Historically, our monarch has also been the head of a large empire. At its height in 1922, Britain controlled a quarter of the globe and ruled over 458 million people. The snipping away of the absolute power of monarchs recognises how they operated in the past was less than excellent. It seems their imperial role is another such example. Whatever one may think of the British Empire, it was clearly not an unmitigated good. By the standards we now insist are right, it is difficult not to see colonial rule as something of a blight. There is a reason most those nations are now independent and others are ceding from the commonwealth. The fact that QEII made rescuing the commonwealth a major point of concern speaks to the imperial mindset that remains. Whilst we cannot undo nor should we whitewash our history, it doesn’t become us to continue with an undemocratic system from a bygone era from which many of our former colonies have since ceded with our blessing.

Domestically, the institution has problems too. As a democratic nation, it is hard to ignore the undemocratic reality of an unelected Head of State presiding over parliament. It is surely anachronistic at best. Whilst there are all sorts of alternative approaches – consider the differences between Ireland, France, the USA and India as exemplars – there is something to be said for actually electing the person who will represent our country to the world, whatever form that may take. The only argument against this is usually ‘would you really want President Blair?’ To which the obvious response is, I’m not sure who would vote for him. But I consider it better to have elected (and the ability to remove) someone I don’t want than to have any such people imposed on us without our consent.

Beyond this, the accident of birth that leads to such riches is not unique to the Royal Family. Anybody born into wealth has such advantages and, in many ways, such is life. The difference is that the latter is not supported and bank rolled by the state and those who pay their taxes. Not only is the institution anachronistic, it is an active portrayal of unmerited privilege propped up by the people. Such that inequality matters to us, embedding it as virtuous at the highest echelons of government and society strikes me as deeply unhelpful socially. It further strikes me as particularly unlike anything we read in scripture about such things. Nobody can possibly read the Bible and consider this a credible outworking of leadership.

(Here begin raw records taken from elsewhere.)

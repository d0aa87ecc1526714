//! Windows installer packaging and code signing.

pub mod nsis;
pub mod sign;
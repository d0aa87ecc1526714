#![cfg(unix)]

mod common;

use common::FakeTools;
use pyexe_bundler::bundler::{
    EnvironmentStage, Error, MemorySink, ProcessRunner, RuntimeEnvironment,
};
use std::sync::Arc;
use tokio_util::sync::CancellationToken;

fn runner() -> (ProcessRunner, Arc<MemorySink>) {
    let sink = Arc::new(MemorySink::new());
    (ProcessRunner::new(sink.clone()), sink)
}

#[tokio::test]
async fn first_validation_creates_and_installs() {
    let tools = FakeTools::new();
    let config = tools.config();
    let (runner, sink) = runner();

    let env = EnvironmentStage::new(&config, &runner)
        .validate(&CancellationToken::new())
        .await
        .expect("valid environment");

    assert_eq!(env, RuntimeEnvironment::at(&config.environment_root));
    assert!(env.interpreter().is_file());
    assert_eq!(tools.count("venv -m venv"), 1);
    assert_eq!(tools.calls().last().map(String::as_str), Some("pip install pyinstaller pefile"));
    assert!(sink.contains("Successfully installed"));
}

#[tokio::test]
async fn second_validation_only_lists_packages() {
    let tools = FakeTools::new();
    let config = tools.config();
    let (runner, _sink) = runner();
    let stage = EnvironmentStage::new(&config, &runner);
    let cancel = CancellationToken::new();

    stage.validate(&cancel).await.expect("first");
    stage.validate(&cancel).await.expect("second");

    assert_eq!(tools.count("venv"), 1);
    assert_eq!(tools.count("pip install"), 1);
    assert_eq!(tools.count("pip freeze"), 2);
}

#[tokio::test]
async fn only_missing_packages_are_installed() {
    let tools = FakeTools::new();
    let mut config = tools.config();
    let (runner, _sink) = runner();
    let cancel = CancellationToken::new();

    EnvironmentStage::new(&config, &runner)
        .validate(&cancel)
        .await
        .expect("first");

    config.required_packages.push("Pillow".into());
    EnvironmentStage::new(&config, &runner)
        .validate(&cancel)
        .await
        .expect("second");

    let installs: Vec<_> = tools
        .calls()
        .into_iter()
        .filter(|c| c.starts_with("pip install"))
        .collect();
    assert_eq!(installs, vec!["pip install pyinstaller pefile", "pip install Pillow"]);
}

#[tokio::test]
async fn deleted_interpreter_is_recreated() {
    let tools = FakeTools::new();
    let config = tools.config();
    let (runner, _sink) = runner();
    let stage = EnvironmentStage::new(&config, &runner);
    let cancel = CancellationToken::new();

    let env = stage.validate(&cancel).await.expect("first");
    std::fs::remove_file(env.interpreter()).expect("corrupt environment");

    let env = stage.validate(&cancel).await.expect("recreated");
    assert!(env.interpreter().is_file());

    let creations: Vec<_> = tools
        .calls()
        .into_iter()
        .filter(|c| c.starts_with("venv"))
        .collect();
    assert_eq!(creations.len(), 2);
    assert!(creations[1].contains("--clear"));
}

#[tokio::test]
async fn failed_install_is_an_environment_error() {
    let tools = FakeTools::new();
    tools.fail("pip");
    let config = tools.config();
    let (runner, sink) = runner();

    let err = EnvironmentStage::new(&config, &runner)
        .validate(&CancellationToken::new())
        .await
        .expect_err("install fails");

    assert!(matches!(err, Error::Environment(_)));
    assert!(sink.contains("could not install"));
}

#[tokio::test]
async fn missing_base_interpreter_is_an_environment_error() {
    let tools = FakeTools::new();
    let mut config = tools.config();
    config.base_interpreter = tools.path().join("no-python");
    let (runner, _sink) = runner();

    let err = EnvironmentStage::new(&config, &runner)
        .validate(&CancellationToken::new())
        .await
        .expect_err("cannot create");

    assert!(matches!(err, Error::Environment(_)));
}
//! Installed-package bookkeeping for the runtime environment.

use std::collections::BTreeSet;

/// Canonical package name: lowercase, with `_` and `.` folded into `-`.
pub fn normalize(name: &str) -> String {
    name.trim()
        .chars()
        .map(|c| match c {
            '_' | '.' => '-',
            c => c.to_ascii_lowercase(),
        })
        .collect()
}

/// Package names from `pip freeze` output, version suffixes stripped.
///
/// Handles `name==1.0`, `name @ file:///...` and `name>=1.0`; skips blank
/// lines, comments and editable (`-e`) entries.
pub fn parse_freeze<I, S>(lines: I) -> BTreeSet<String>
where
    I: IntoIterator<Item = S>,
    S: AsRef<str>,
{
    lines
        .into_iter()
        .filter_map(|line| {
            let line = line.as_ref().trim();
            if line.is_empty() || line.starts_with('#') || line.starts_with('-') {
                return None;
            }
            let name = line
                .split(['=', '@', ' ', '<', '>', '~', '!', ';', '['])
                .next()
                .unwrap_or_default();
            if name.is_empty() {
                None
            } else {
                Some(normalize(name))
            }
        })
        .collect()
}

/// Required packages absent from `installed`, in their configured order.
pub fn missing(required: &[String], installed: &BTreeSet<String>) -> Vec<String> {
    let mut seen = BTreeSet::new();
    required
        .iter()
        .filter(|name| {
            let canonical = normalize(name);
            !installed.contains(&canonical) && seen.insert(canonical)
        })
        .cloned()
        .collect()
}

The best advert for a constitutional monarchy was, as far as I can see, the person of Elizabeth Windsor. But such as she was the best we could hope for, it remains inevitable that those who come after her will not necessarily be like her. Many who were attached to the Crown seem more aligned (entirely understandably) to Elizabeth II than to the institution itself. But the institution is what remains. Elizabeth II was not the Crown, the institution rolls on and the one who fills it is out of our hands. It bears remembering, we had far more King John’s, Charles’ and George’s than we have had Elizabeth’s. It really is a major failing that this system means we could end up with Prince Andrew on the throne and no means of removing him.

Not only do we have the anachronism of an unelected Head of State who has no real power, we also have to contend with the reality their family with whom we are also stuck. They sit, these days, in a strange place between powerful dignitary and famous celebrity. As has been noted many times within the Royal Family – and is certainly a claim made by the Sussexes – this setup is not very healthy for those who are born into it either. Given all other available options, I struggle to see how monarchy is the best of them.